Differentiable Tripartite Modularity for Clustering Heterogeneous Graphs
Benoît Hurpeau
TL;DR
This work tackles unsupervised clustering of heterogeneous tripartite graphs where interactions are mediated by a pivot node. It defines a differentiable tripartite modularity based on mediated co-paths $X \rightarrow Y \rightarrow Z$, with an exact factorization that avoids dense third-order tensors. A pivot-flow normalization term bounds the influence of high-degree nodes, enabling stable end-to-end optimization with a graph encoder and achieving linear-time complexity in the number of edges. Validation on a large-scale urban cadastral dataset demonstrates robust convergence and spatially coherent partitions, establishing tripartite modularity as a generic building block for unsupervised clustering on complex relational data.
Abstract
Clustering heterogeneous relational data remains a central challenge in graph learning, particularly when interactions involve more than two types of entities.
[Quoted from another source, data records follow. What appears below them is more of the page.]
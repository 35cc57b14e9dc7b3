//! The Tick Processor.
//!
//! Advances the state by a wall-clock delta. Every rate is per second and
//! scaled by `delta_ms / 1000`, so doubling the delta doubles every
//! continuous effect. Random rolls use `rate × seconds` as their probability.
//!
//! # Order of operations
//!
//! 1. Environment (noise, fatigue, temperature)
//! 2. Leveling (loop until below threshold) and milestones
//! 3. PPE advisory check
//! 4. Location-specific passive risk
//! 5. Rotable and precision tool degradation
//! 6. Threshold and random events (only with no active event)
//! 7. Component failure credit drag
//! 8. Hazard lifecycle
//! 9. Timers and cooldowns
//! 10. Continuous drains, regen, janitor presence
//! 11. Passive income streams
//! 12. Active event expiry
//! 13. Active job countdown and replacement
//! 14. Mail delivery
//! 15. Vending price drift
//!
//! # Submodules
//!
//! - [`environment`] -- Steps 1, 3, 4, 5
//! - [`leveling`] -- Step 2
//! - [`events`] -- Steps 6, 7, 8
//! - [`timers`] -- Steps 9, 10
//! - [`economy`] -- Steps 11, 14, 15
//! - [`countdowns`] -- Steps 12, 13

pub mod countdowns;
pub mod economy;
pub mod environment;
pub mod events;
pub mod leveling;
pub mod timers;

use nightshift_types::{EventCategory, GameState, LocationId};
use tracing::{debug, trace};

use crate::context::TickContext;
use crate::progression;

/// Roll for a per-second probability over `secs` seconds.
pub(crate) fn roll_rate(ctx: &mut TickContext<'_>, per_sec: f64, secs: f64) -> bool {
    ctx.rng.chance(per_sec * secs)
}

/// No event is active and `category` is unlocked at the current level.
pub(crate) fn may_spawn(state: &GameState, category: EventCategory) -> bool {
    state.active_event.is_none() && progression::can_spawn_event_category(category, state)
}

/// Hand an event request to the content layer.
pub(crate) fn request_event(ctx: &mut TickContext<'_>, category: EventCategory, id: Option<&str>) {
    debug!(%category, ?id, "Event requested by tick");
    ctx.hooks.trigger_event(category, id);
}

/// Advance `state` in place by `delta_ms` at `location`.
///
/// Non-positive or non-finite deltas leave the state untouched.
pub fn advance(state: &mut GameState, delta_ms: f64, ctx: &mut TickContext<'_>, location: LocationId) {
    if !delta_ms.is_finite() || delta_ms <= 0.0 {
        return;
    }
    let secs = delta_ms / 1000.0;
    trace!(delta_ms, %location, "Tick");

    state.stats.play_time_ms += delta_ms;

    environment::apply_environment(state, secs, location);
    leveling::apply_leveling(state, ctx);
    environment::check_advisory(state, ctx, location);
    environment::apply_location_risk(state, secs, ctx, location);
    environment::apply_degradation(state, secs);
    events::roll_events(state, secs, ctx);
    events::apply_failure_drag(state, secs);
    events::update_hazards(state, delta_ms, ctx);
    timers::update_timers(state, delta_ms, ctx.now_ms);
    timers::apply_drains_and_regen(state, secs, ctx);
    economy::apply_passive_income(state, secs, ctx);
    countdowns::update_active_event(state, delta_ms, ctx.now_ms);
    countdowns::update_active_job(state, delta_ms, ctx);
    economy::deliver_mail(state, secs, ctx);
    economy::drift_vending_prices(state, secs, ctx);
}

/// Snapshot wrapper around [`advance`]: the input is never touched.
pub fn process_tick(
    state: &GameState,
    delta_ms: f64,
    ctx: &mut TickContext<'_>,
    location: LocationId,
) -> GameState {
    let mut next = state.clone();
    advance(&mut next, delta_ms, ctx, location);
    next
}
While differentiable modularity objectives such as DMoN have enabled end-to-end community detection on homogeneous and bipartite graphs, extending these approaches to higher-order relational structures remains non-trivial. In this work, we introduce a differentiable formulation of tripartite modularity for graphs composed of three node types connected through mediated interactions. Community structure is defined in terms of weighted co-paths across the tripartite graph, together with an exact factorized computation that avoids the explicit construction of dense third-order tensors. A structural normalization at pivot nodes is introduced to control extreme degree heterogeneity and ensure stable optimization. The resulting objective can be optimized jointly with a graph neural network in an end-to-end manner, while retaining linear complexity in the number of edges. We validate the proposed framework on large-scale urban cadastral data, where it exhibits robust convergence behavior and produces spatially coherent partitions. These results highlight differentiable tripartite modularity as a generic methodological building block for unsupervised clustering of heterogeneous graphs.